Con cada esfuerzo, se hundía un poco más, ahogándose en la desesperación. El barro frío se le metía por las orejas y le empapaba el pelaje, haciéndole sentir aún más pequeño y vulnerable.
Dos pequeñas figuras, ágiles y decididas, irrumpieron en aquel sombrío escenario. Con ojos decididos y corazones llenos de compasión, las ratitas que en un principio llegaron buscando chatarra terminan por acercarse al desvalido animal. Sin dudarlo, se unieron en un esfuerzo conjunto para rescatarlo de aquel fango que amenazaba con engullirlo.
Año tras año, con la llegada de la 'feliz ratavidad', en el cual dentro de un coliseo subterráneo se convertía en el corazón palpitante de la comunidad. Las gradas, atestadas de roedores entusiastas, retumbaban con aplausos y vítores. Ito, con sus grandes ojos llenos de asombro, observaba cómo las ratas manipulaban con destreza piezas de chatarra, transformándolas en colosos mecánicos. El calor de las forjas, el chisporroteo de las soldaduras y el rugido de los motores creaban una sinfonía metálica que lo cautivaba. Sin embargo, ito, cada vez que intentaba mejorar una de esas máquinas, sus torpes patas y su falta de habilidad terminaban por arruinarlas, provocando risas y burlas que le perforaban el corazón.
Bajo un cielo gris y amenazante, Ito, el pequeño elefante, se hundía en un mar de pensamientos. Las risas de las ratas, crueles como dagas, perforaban su corazón, el no saber cuál era su papel dentro de ese mundo, lo inundaba. Esa noche, bajo un manto de estrellas, decidió alejarse de todo lo que le causaba dolor.
Vagó durante días, semanas, meses. El hambre y la soledad lo acompañaban, pero también un anhelo creciente de encontrar su lugar en el mundo. Un día, mientras escapaba de unos cazadores, buscando cualquier sitio donde refugiarse termina por encontrarse con un coliseo abandonado. Destruido y claramente abandonado, con una sensación de asolación, calma y silencio abundante termina por frenarse a la hora de ver atentamente las paredes, manchadas por el tiempo, pero cubiertas de extrañas figuras y colores vibrantes. Fue como si una nueva puerta se abriera ante él.

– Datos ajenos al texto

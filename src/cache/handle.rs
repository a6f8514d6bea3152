// Copyright (C) 2026 Michael Wilson <mike@mdwn.dev>
//
// This program is free software: you can redistribute it and/or modify it under
// the terms of the GNU General Public License as published by the Free Software
// Foundation, version 3.
//
// This program is distributed in the hope that it will be useful, but WITHOUT
// ANY WARRANTY; without even the implied warranty of MERCHANTABILITY or FITNESS
// FOR A PARTICULAR PURPOSE. See the GNU General Public License for more details.
//
// You should have received a copy of the GNU General Public License along with
// this program. If not, see <https://www.gnu.org/licenses/>.
//
use std::{
    fmt,
    sync::{Arc, OnceLock},
    thread,
    time::{Duration, Instant},
};

use parking_lot::Mutex;
use tokio::sync::watch;
use tracing::{debug, error};

use super::LoadError;
use crate::audio::Clip;
use crate::clip::ClipId;
use crate::playsync::CancelHandle;

/// The load state of a handle.
#[derive(Clone, Debug, PartialEq, Eq)]
pub enum LoadState {
    Loading,
    Ready,
    Missing(String),
}

/// The state of a single run of a handle.
#[derive(Clone, Copy, Debug, PartialEq, Eq)]
pub enum RunStatus {
    Playing,
    /// The clip played through to its natural end.
    Ended,
    /// The clip was stopped before its end.
    Stopped,
}

struct ActiveRun {
    cancel: CancelHandle,
    started: Instant,
    status: watch::Sender<RunStatus>,
}

/// A stateful handle to one clip. Created on the first lookup of an identifier and shared
/// by everyone who looks it up afterwards.
pub struct AudioHandle {
    id: ClipId,
    load: watch::Sender<LoadState>,
    clip: OnceLock<Arc<dyn Clip>>,
    run: Mutex<Option<ActiveRun>>,
}

impl fmt::Debug for AudioHandle {
    fn fmt(&self, f: &mut fmt::Formatter<'_>) -> fmt::Result {
        f.debug_struct("AudioHandle")
            .field("id", &self.id)
            .field("load", &*self.load.borrow())
            .field("playing", &self.is_playing())
            .finish()
    }
}

impl AudioHandle {
    /// Creates a handle whose clip is still loading.
    pub(super) fn loading(id: ClipId) -> AudioHandle {
        let (load, _) = watch::channel(LoadState::Loading);
        AudioHandle {
            id,
            load,
            clip: OnceLock::new(),
            run: Mutex::new(None),
        }
    }

    pub(super) fn set_ready(&self, clip: Arc<dyn Clip>) {
        if self.clip.set(clip).is_err() {
            error!(clip = %self.id, "Clip was loaded twice");
        }
        self.load.send_replace(LoadState::Ready);
    }

    pub(super) fn set_missing(&self, reason: String) {
        self.load.send_replace(LoadState::Missing(reason));
    }

    pub fn id(&self) -> &ClipId {
        &self.id
    }

    pub fn load_state(&self) -> LoadState {
        self.load.borrow().clone()
    }

    pub fn is_ready(&self) -> bool {
        *self.load.borrow() == LoadState::Ready
    }

    /// Waits for the load to finish one way or the other.
    pub async fn loaded(&self) -> Result<(), LoadError> {
        let mut rx = self.load.subscribe();
        let state = match rx.wait_for(|state| *state != LoadState::Loading).await {
            Ok(state) => state.clone(),
            // The sender lives in self, so this can't really happen.
            Err(_) => LoadState::Missing("handle dropped".to_string()),
        };

        match state {
            LoadState::Missing(reason) => Err(LoadError::Missing {
                id: self.id.clone(),
                reason,
            }),
            _ => Ok(()),
        }
    }

    /// The length of the clip, if loaded.
    pub fn duration(&self) -> Option<Duration> {
        self.clip.get().map(|clip| clip.duration())
    }

    /// Returns true if the latest run is still playing.
    pub fn is_playing(&self) -> bool {
        self.run
            .lock()
            .as_ref()
            .is_some_and(|run| *run.status.borrow() == RunStatus::Playing)
    }

    /// The play position. Zero unless playing or ended.
    pub fn position(&self) -> Duration {
        let run = self.run.lock();
        let Some(run) = run.as_ref() else {
            return Duration::ZERO;
        };
        let duration = self.duration().unwrap_or_default();
        let status = *run.status.borrow();
        match status {
            RunStatus::Playing => run.started.elapsed().min(duration),
            RunStatus::Ended => duration,
            RunStatus::Stopped => Duration::ZERO,
        }
    }

    /// Starts a new run from position zero, stopping any run in progress. Returns None if the
    /// clip isn't loaded.
    pub fn start(&self) -> Option<Run> {
        let clip = self.clip.get()?.clone();

        let mut run = self.run.lock();
        if let Some(previous) = run.take() {
            Self::stop_run(&previous);
        }

        let cancel = CancelHandle::new();
        let (status, status_rx) = watch::channel(RunStatus::Playing);
        *run = Some(ActiveRun {
            cancel: cancel.clone(),
            started: Instant::now(),
            status: status.clone(),
        });

        let id = self.id.clone();
        thread::spawn(move || {
            if let Err(e) = clip.play(cancel.clone()) {
                error!(err = e.as_ref(), clip = %id, "Error while playing clip");
            }
            // A stop has already published Stopped, so only a natural end lands here.
            status.send_if_modified(|status| {
                if *status != RunStatus::Playing {
                    return false;
                }
                *status = if cancel.is_cancelled() {
                    RunStatus::Stopped
                } else {
                    RunStatus::Ended
                };
                true
            });
            debug!(clip = %id, "Run finished");
        });

        Some(Run {
            id: self.id.clone(),
            status: status_rx,
        })
    }

    /// Stops the current run, if any, and resets the position to zero. Returns true if
    /// something was actually playing.
    pub fn stop(&self) -> bool {
        let run = self.run.lock();
        match run.as_ref() {
            Some(active) if *active.status.borrow() == RunStatus::Playing => {
                Self::stop_run(active);
                true
            }
            _ => false,
        }
    }

    fn stop_run(run: &ActiveRun) {
        run.status.send_if_modified(|status| {
            if *status != RunStatus::Playing {
                return false;
            }
            *status = RunStatus::Stopped;
            true
        });
        run.cancel.cancel();
    }
}

/// One playback of a handle, from position zero until it ends or is stopped.
#[derive(Clone, Debug)]
pub struct Run {
    id: ClipId,
    status: watch::Receiver<RunStatus>,
}

impl Run {
    pub fn id(&self) -> &ClipId {
        &self.id
    }

    pub fn status(&self) -> RunStatus {
        *self.status.borrow()
    }

    /// Waits for the run to end or be stopped.
    pub async fn finished(mut self) -> RunStatus {
        let status = match self
            .status
            .wait_for(|status| *status != RunStatus::Playing)
            .await
        {
            Ok(status) => *status,
            Err(_) => RunStatus::Stopped,
        };
        status
    }
}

En ese lugar, Ito encontró su voz. Con carbón y barro, comenzó a plasmar en las paredes sus sentimientos más profundos. Cada trazo era una confesión, una oración, un grito de libertad. El coliseo, que en algún momento se sentía como un escenario de burlas, se transformó en su santuario, un lienzo donde daba rienda suelta a esa nueva sensación a la que se aferró, y no quiso soltar.
Cuando llegó la "feliz ratavidad", Ito regresó con las raticas, pero esta vez no como un forastero, sino como alguien sonriente. Con un corazón lleno de orgullo, presentó su obra a las raticas, una explosión de colores y formas orgánicas era una oda a la vida, a la diversidad y a la belleza de lo imperfecto, les pidió con una gran sonrisa que le prestaran su robot, ya que esta vez tenía claro que quería lograr.
A partir de ese día, el coliseo se convirtió en un espacio de creación y expresión. Las ratas, inspiradas por Ito, comenzaron a decorar las paredes con sus propios diseños, transformando el lugar en un mural viviente. Ito, el pequeño elefante que una vez se sintió solo y perdido, se había convertido en el corazón de una nueva era.